In Italia il percorso di specializzazione prevede un test d’ingresso riservato a docenti abilitati, seguito da un corso molto impegnativo, con numerosi esami, laboratori e tirocinio con frequenza obbligatoria, nonché tesi ed esame finale. E’ molto più semplice iscriversi a consorzi, università europee, consultando portali accattivanti che presentano in perfetto italiano percorsi rapidi e decisamente meno faticosi con cui conseguire in medesimo titolo che in Italia costa tanta fatica. Lo consente la direttiva europea n. 36/05 sul riconoscimento delle qualifiche professionali all’interno degli stati membri.

Tutto è organizzato in modo perfetto: con diecimila euro si frequenta il corso e dopo pochi giorni si torna a casa con il titolo in tasca ed anche con la certificazione di lingua romena di livello B2. Tutto ciò, purtroppo, è legale e regolare, a questo percorso non manca nulla, tranne l’aver dato reale formazione ai docenti. Il MIUR certamente non lo ignora e promette di prendere provvedimenti, di innalzare il livello di controllo sul percorso formativo. Il business però intanto prosegue.
Chi crede nel valore della formazione e nella responsabilità etica e professionale dei docenti resta basito. Non è lontana la vicenda, ora in carico presso il tribunale di Foggia , dei falsi titoli conseguiti in Italia da alcuni sedicenti docenti, con i quali hanno insegnato per anni, che ha suscitato sdegno e preoccupazione.
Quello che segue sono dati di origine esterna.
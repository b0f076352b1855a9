// End-to-end behaviour of the statistics page: cache decisions, degraded mode,
// manual refresh and persistence across page loads.

use chrono::TimeDelta;
use dioxus_stats_dashboard::platform::now_utc;
use dioxus_stats_dashboard::prelude::*;
use std::collections::VecDeque;
use std::sync::{Arc, Mutex};
use std::time::Duration;

/// Fetcher replaying queued responses; an empty queue behaves like an unreachable server
#[derive(Clone, Default)]
struct QueuedFetcher {
    responses: Arc<Mutex<VecDeque<Result<MetricSnapshot, FetchError>>>>,
    tokens: Arc<Mutex<Vec<Option<String>>>>,
}

impl QueuedFetcher {
    fn push(&self, response: Result<MetricSnapshot, FetchError>) {
        self.responses.lock().unwrap().push_back(response);
    }

    fn calls(&self) -> usize {
        self.tokens.lock().unwrap().len()
    }

    fn tokens(&self) -> Vec<Option<String>> {
        self.tokens.lock().unwrap().clone()
    }
}

impl StatsFetcher for QueuedFetcher {
    async fn fetch(&self, token: Option<String>) -> Result<MetricSnapshot, FetchError> {
        self.tokens.lock().unwrap().push(token);
        self.responses
            .lock()
            .unwrap()
            .pop_front()
            .unwrap_or_else(|| Err(FetchError::Network("connection refused".to_string())))
    }
}

fn server_error() -> FetchError {
    FetchError::HttpStatus {
        status: 500,
        message: "Internal Server Error".to_string(),
    }
}

fn init_tracing() {
    let _ = tracing_subscriber::fmt().with_test_writer().try_init();
}

fn dashboard<S: KeyValueStore>(
    fetcher: &QueuedFetcher,
    store: S,
) -> StatsDashboard<QueuedFetcher, S> {
    let manager = StatsCacheManager::new(
        fetcher.clone(),
        store,
        SessionContext::with_token("session-token"),
    );
    StatsDashboard::with_manager(manager, &DashboardConfig::default())
}

fn seed<S: KeyValueStore>(store: S, snapshot: MetricSnapshot, age: TimeDelta) {
    StatsCacheManager::new(QueuedFetcher::default(), store, SessionContext::new())
        .persist(&CacheEntry::new(snapshot, now_utc() - age))
        .unwrap();
}

#[tokio::test(start_paused = true)]
async fn test_fresh_cache_is_shown_without_fetching() {
    init_tracing();
    let cached = MetricSnapshot::new(1200, 34, 29, 58210);
    let store = MemoryStore::new();
    seed(store.clone(), cached, TimeDelta::minutes(2));

    let fetcher = QueuedFetcher::default();
    let dashboard = dashboard(&fetcher, store);
    dashboard.activate();

    // Animation plus the widest card stagger
    tokio::time::sleep(Duration::from_secs(2)).await;

    assert_eq!(fetcher.calls(), 0);
    let state = dashboard.state();
    assert_eq!(state.snapshot, cached);
    assert!(state.error.is_none());
    assert!(!state.loading);
    assert_eq!(dashboard.displayed(), [1200, 34, 29, 58210]);
    assert_eq!(dashboard.manager().stats().cache_hits, 1);

    dashboard.deactivate();
}

#[tokio::test(start_paused = true)]
async fn test_server_error_then_manual_refresh_recovers() {
    init_tracing();
    let fetcher = QueuedFetcher::default();
    fetcher.push(Err(server_error()));
    let dashboard = dashboard(&fetcher, MemoryStore::new());
    dashboard.activate();

    tokio::time::sleep(Duration::from_secs(2)).await;
    let state = dashboard.state();
    assert_eq!(state.error, Some(server_error()));
    assert_eq!(state.snapshot, MetricSnapshot::default());
    assert!(state.last_updated.is_none());
    assert_eq!(dashboard.displayed(), [0, 0, 0, 0]);

    fetcher.push(Ok(MetricSnapshot::new(1000, 40, 20, 8000)));
    dashboard.refresh_now().await;
    assert!(dashboard.state().error.is_none());
    assert!(dashboard.state().last_updated.is_some());

    // The first card has no stagger and is mid-flight halfway through the animation
    tokio::time::sleep(Duration::from_millis(750)).await;
    let users = dashboard.counters().get(MetricKind::Users).value();
    assert!(users > 0 && users < 1000, "users mid-animation: {users}");

    tokio::time::sleep(Duration::from_secs(2)).await;
    assert_eq!(dashboard.displayed(), [1000, 40, 20, 8000]);
    assert_eq!(
        fetcher.tokens(),
        vec![
            Some("session-token".to_string()),
            Some("session-token".to_string())
        ]
    );

    dashboard.deactivate();
}

#[tokio::test(start_paused = true)]
async fn test_failure_with_stale_cache_shows_fallback_and_banner() {
    init_tracing();
    let stale = MetricSnapshot::new(500, 10, 5, 2000);
    let store = MemoryStore::new();
    seed(store.clone(), stale, TimeDelta::hours(3));

    let fetcher = QueuedFetcher::default();
    fetcher.push(Err(server_error()));
    let dashboard = dashboard(&fetcher, store);
    dashboard.activate();

    tokio::time::sleep(Duration::from_secs(2)).await;
    assert_eq!(fetcher.calls(), 1);
    let state = dashboard.state();
    assert_eq!(state.snapshot, stale);
    assert!(state.has_error());
    assert_eq!(dashboard.displayed(), [500, 10, 5, 2000]);
    assert_eq!(dashboard.manager().stats().fallbacks_served, 1);

    dashboard.deactivate();
}

#[tokio::test(start_paused = true)]
async fn test_refresh_cycle_forces_network_despite_fresh_cache() {
    init_tracing();
    let store = MemoryStore::new();
    seed(
        store.clone(),
        MetricSnapshot::new(1, 1, 1, 1),
        TimeDelta::seconds(5),
    );

    let fetcher = QueuedFetcher::default();
    fetcher.push(Ok(MetricSnapshot::new(2, 2, 2, 2)));
    let dashboard = dashboard(&fetcher, store);
    dashboard.activate();

    tokio::time::sleep(Duration::from_secs(2)).await;
    assert_eq!(fetcher.calls(), 0);

    // First tick lands at the refresh interval
    tokio::time::sleep(Duration::from_secs(300)).await;
    assert_eq!(fetcher.calls(), 1);
    assert_eq!(dashboard.displayed(), [2, 2, 2, 2]);
    assert_eq!(dashboard.manager().stats().network_fetches, 1);

    dashboard.deactivate();
}

#[tokio::test(start_paused = true)]
async fn test_file_store_carries_snapshot_to_next_page_load() {
    init_tracing();
    let dir = tempfile::tempdir().unwrap();
    let path = dir.path().join("stats-cache.json");

    let fetcher = QueuedFetcher::default();
    fetcher.push(Ok(MetricSnapshot::new(1200, 34, 29, 58210)));
    let first = dashboard(&fetcher, FileStore::new(&path));
    first.activate();
    tokio::time::sleep(Duration::from_secs(2)).await;
    assert_eq!(fetcher.calls(), 1);
    first.deactivate();
    drop(first);

    // A second page load within the freshness window does not fetch again
    let second = dashboard(&fetcher, FileStore::new(&path));
    second.activate();
    tokio::time::sleep(Duration::from_secs(2)).await;
    assert_eq!(fetcher.calls(), 1);
    assert_eq!(second.displayed(), [1200, 34, 29, 58210]);
    assert!(second.state().error.is_none());

    second.deactivate();
}
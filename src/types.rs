//! Common types used throughout dioxus-stats-dashboard

use std::{fmt, time::Duration};

use chrono::{DateTime, Utc};
use serde::{Deserialize, Serialize};

use crate::{errors::FetchError, platform::format_relative_time};

/// The four counters shown on the dashboard.
///
/// Field names match the stats endpoint's JSON body and the persisted cache slot.
/// A snapshot is never mutated after construction; every fetch produces a new one.
#[derive(Debug, Clone, Copy, Default, PartialEq, Eq, Hash, Serialize, Deserialize)]
pub struct MetricSnapshot {
    total_users: u64,
    total_providers: u64,
    total_active_providers: u64,
    total_queries_processed: u64,
}

impl MetricSnapshot {
    pub const fn new(
        total_users: u64,
        total_providers: u64,
        total_active_providers: u64,
        total_queries_processed: u64,
    ) -> Self {
        Self {
            total_users,
            total_providers,
            total_active_providers,
            total_queries_processed,
        }
    }

    pub fn total_users(&self) -> u64 {
        self.total_users
    }

    pub fn total_providers(&self) -> u64 {
        self.total_providers
    }

    pub fn total_active_providers(&self) -> u64 {
        self.total_active_providers
    }

    pub fn total_queries_processed(&self) -> u64 {
        self.total_queries_processed
    }

    /// Read one counter by kind
    pub fn get(&self, kind: MetricKind) -> u64 {
        match kind {
            MetricKind::Users => self.total_users,
            MetricKind::Providers => self.total_providers,
            MetricKind::ActiveProviders => self.total_active_providers,
            MetricKind::QueriesProcessed => self.total_queries_processed,
        }
    }

    /// Counters in card order
    pub fn values(&self) -> [u64; MetricKind::COUNT] {
        MetricKind::ALL.map(|kind| self.get(kind))
    }
}

/// Identifies one metric card
#[derive(Debug, Clone, Copy, PartialEq, Eq, Hash)]
pub enum MetricKind {
    Users,
    Providers,
    ActiveProviders,
    QueriesProcessed,
}

impl MetricKind {
    pub const COUNT: usize = 4;

    /// All kinds in the order the cards are laid out
    pub const ALL: [MetricKind; Self::COUNT] = [
        MetricKind::Users,
        MetricKind::Providers,
        MetricKind::ActiveProviders,
        MetricKind::QueriesProcessed,
    ];

    /// Position of the card, also used to stagger its animation start
    pub fn index(self) -> usize {
        match self {
            MetricKind::Users => 0,
            MetricKind::Providers => 1,
            MetricKind::ActiveProviders => 2,
            MetricKind::QueriesProcessed => 3,
        }
    }

    /// Card title
    pub fn label(self) -> &'static str {
        match self {
            MetricKind::Users => "Total Users",
            MetricKind::Providers => "Total Providers",
            MetricKind::ActiveProviders => "Active Providers",
            MetricKind::QueriesProcessed => "Queries Processed",
        }
    }
}

impl fmt::Display for MetricKind {
    fn fmt(&self, f: &mut fmt::Formatter<'_>) -> fmt::Result {
        f.write_str(self.label())
    }
}

/// Render a counter with thousands separators, e.g. `58210` as `58,210`
pub fn format_count(value: u64) -> String {
    let digits = value.to_string();
    let mut formatted = String::with_capacity(digits.len() + digits.len() / 3);
    for (position, digit) in digits.chars().enumerate() {
        if position > 0 && (digits.len() - position) % 3 == 0 {
            formatted.push(',');
        }
        formatted.push(digit);
    }
    formatted
}

/// A persisted snapshot paired with the wall-clock time it was captured
#[derive(Debug, Clone, PartialEq, Eq)]
pub struct CacheEntry {
    pub snapshot: MetricSnapshot,
    pub captured_at: DateTime<Utc>,
}

impl CacheEntry {
    pub fn new(snapshot: MetricSnapshot, captured_at: DateTime<Utc>) -> Self {
        Self {
            snapshot,
            captured_at,
        }
    }

    /// Age of the entry at `now`. Capture times in the future count as zero age.
    pub fn age(&self, now: DateTime<Utc>) -> Duration {
        (now - self.captured_at).to_std().unwrap_or(Duration::ZERO)
    }

    /// Checks whether the entry is younger than `window` at `now`
    pub fn is_fresh(&self, now: DateTime<Utc>, window: Duration) -> bool {
        self.age(now) < window
    }
}

/// Where a successful refresh got its snapshot from
#[derive(Debug, Clone, Copy, PartialEq, Eq)]
pub enum SnapshotSource {
    /// Served from a fresh persisted entry, no network access
    Cache,
    /// Fetched from the stats endpoint and persisted
    Network,
}

/// Everything the presentation surface needs to render the dashboard
#[derive(Debug, Clone, Default, PartialEq)]
pub struct DashboardState {
    pub snapshot: MetricSnapshot,
    pub loading: bool,
    pub error: Option<FetchError>,
    pub last_updated: Option<DateTime<Utc>>,
}

impl DashboardState {
    /// True when the degraded-connectivity banner should be shown
    pub fn has_error(&self) -> bool {
        self.error.is_some()
    }

    /// Relative "last updated" label, if anything was ever loaded
    pub fn last_updated_label(&self, now: DateTime<Utc>) -> Option<String> {
        self.last_updated
            .map(|timestamp| format_relative_time(timestamp, now))
    }
}
//! # Snapshot Persistence
//!
//! String-keyed slots that survive between dashboard activations. The cache
//! manager only ever reads and overwrites two slots; nothing is deleted.
//!
//! - [`MemoryStore`]: process-local map, clones share contents. Used in tests and
//!   wherever the host already persists application state.
//! - [`FileStore`]: a single JSON object file mapping slot keys to strings.

use std::{
    collections::HashMap,
    fs,
    path::{Path, PathBuf},
    sync::{Arc, Mutex},
};
use tracing::debug;

use crate::errors::StoreError;

/// A persistent key-value slot store
pub trait KeyValueStore: Send + Sync + 'static {
    /// Read a slot. `Ok(None)` means the slot was never written.
    fn get(&self, key: &str) -> Result<Option<String>, StoreError>;

    /// Overwrite a slot
    fn set(&self, key: &str, value: &str) -> Result<(), StoreError>;
}

/// In-memory store
#[derive(Clone, Default, Debug)]
pub struct MemoryStore {
    slots: Arc<Mutex<HashMap<String, String>>>,
}

impl MemoryStore {
    pub fn new() -> Self {
        Self::default()
    }

    /// Number of written slots
    pub fn len(&self) -> usize {
        self.slots.lock().map(|slots| slots.len()).unwrap_or(0)
    }

    pub fn is_empty(&self) -> bool {
        self.len() == 0
    }
}

impl KeyValueStore for MemoryStore {
    fn get(&self, key: &str) -> Result<Option<String>, StoreError> {
        let slots = self.slots.lock().map_err(|_| StoreError::Poisoned)?;
        Ok(slots.get(key).cloned())
    }

    fn set(&self, key: &str, value: &str) -> Result<(), StoreError> {
        let mut slots = self.slots.lock().map_err(|_| StoreError::Poisoned)?;
        slots.insert(key.to_string(), value.to_string());
        Ok(())
    }
}

/// JSON file backed store.
///
/// Every write rewrites the whole file. Concurrent writers are last-writer-wins.
#[derive(Debug)]
pub struct FileStore {
    path: PathBuf,
    lock: Mutex<()>,
}

impl FileStore {
    pub fn new(path: impl Into<PathBuf>) -> Self {
        Self {
            path: path.into(),
            lock: Mutex::new(()),
        }
    }

    pub fn path(&self) -> &Path {
        &self.path
    }

    fn read_all(&self) -> Result<HashMap<String, String>, StoreError> {
        if !self.path.exists() {
            return Ok(HashMap::new());
        }
        let content = fs::read_to_string(&self.path)?;
        if content.trim().is_empty() {
            return Ok(HashMap::new());
        }
        Ok(serde_json::from_str(&content)?)
    }
}

impl KeyValueStore for FileStore {
    fn get(&self, key: &str) -> Result<Option<String>, StoreError> {
        let _guard = self.lock.lock().map_err(|_| StoreError::Poisoned)?;
        Ok(self.read_all()?.remove(key))
    }

    fn set(&self, key: &str, value: &str) -> Result<(), StoreError> {
        let _guard = self.lock.lock().map_err(|_| StoreError::Poisoned)?;
        // Unreadable contents are overwritten.
        let mut slots = self.read_all().unwrap_or_else(|error| {
            debug!(
                "🧹 [STATS-STORE] Discarding unreadable store {}: {}",
                self.path.display(),
                error
            );
            HashMap::new()
        });
        slots.insert(key.to_string(), value.to_string());

        if let Some(parent) = self.path.parent() {
            fs::create_dir_all(parent)?;
        }
        let content = serde_json::to_string_pretty(&slots)?;
        fs::write(&self.path, content)?;
        debug!(
            "📊 [STATS-STORE] Wrote slot '{}' to {}",
            key,
            self.path.display()
        );
        Ok(())
    }
}

impl<T: KeyValueStore> KeyValueStore for Arc<T> {
    fn get(&self, key: &str) -> Result<Option<String>, StoreError> {
        (**self).get(key)
    }

    fn set(&self, key: &str, value: &str) -> Result<(), StoreError> {
        (**self).set(key, value)
    }
}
Ora giunge questo nuovo affronto al valore dell’istruzione e della formazione. Stavolta non vi è alcun illecito, è tutto perfettamente legale. Basta andare a Bucarest un paio di settimane e si tornerà da insegnanti specializzati. Il MIUR riconoscerà il titolo e si entrerà in classe come docenti di sostegno, inamovibili, alle medesime condizioni degli altri docenti specializzati. Si avrà il carico professionale e la responsabilità dell’integrazione degli alunni disabili, si scavalcheranno le graduatorie. Alla luce del sole.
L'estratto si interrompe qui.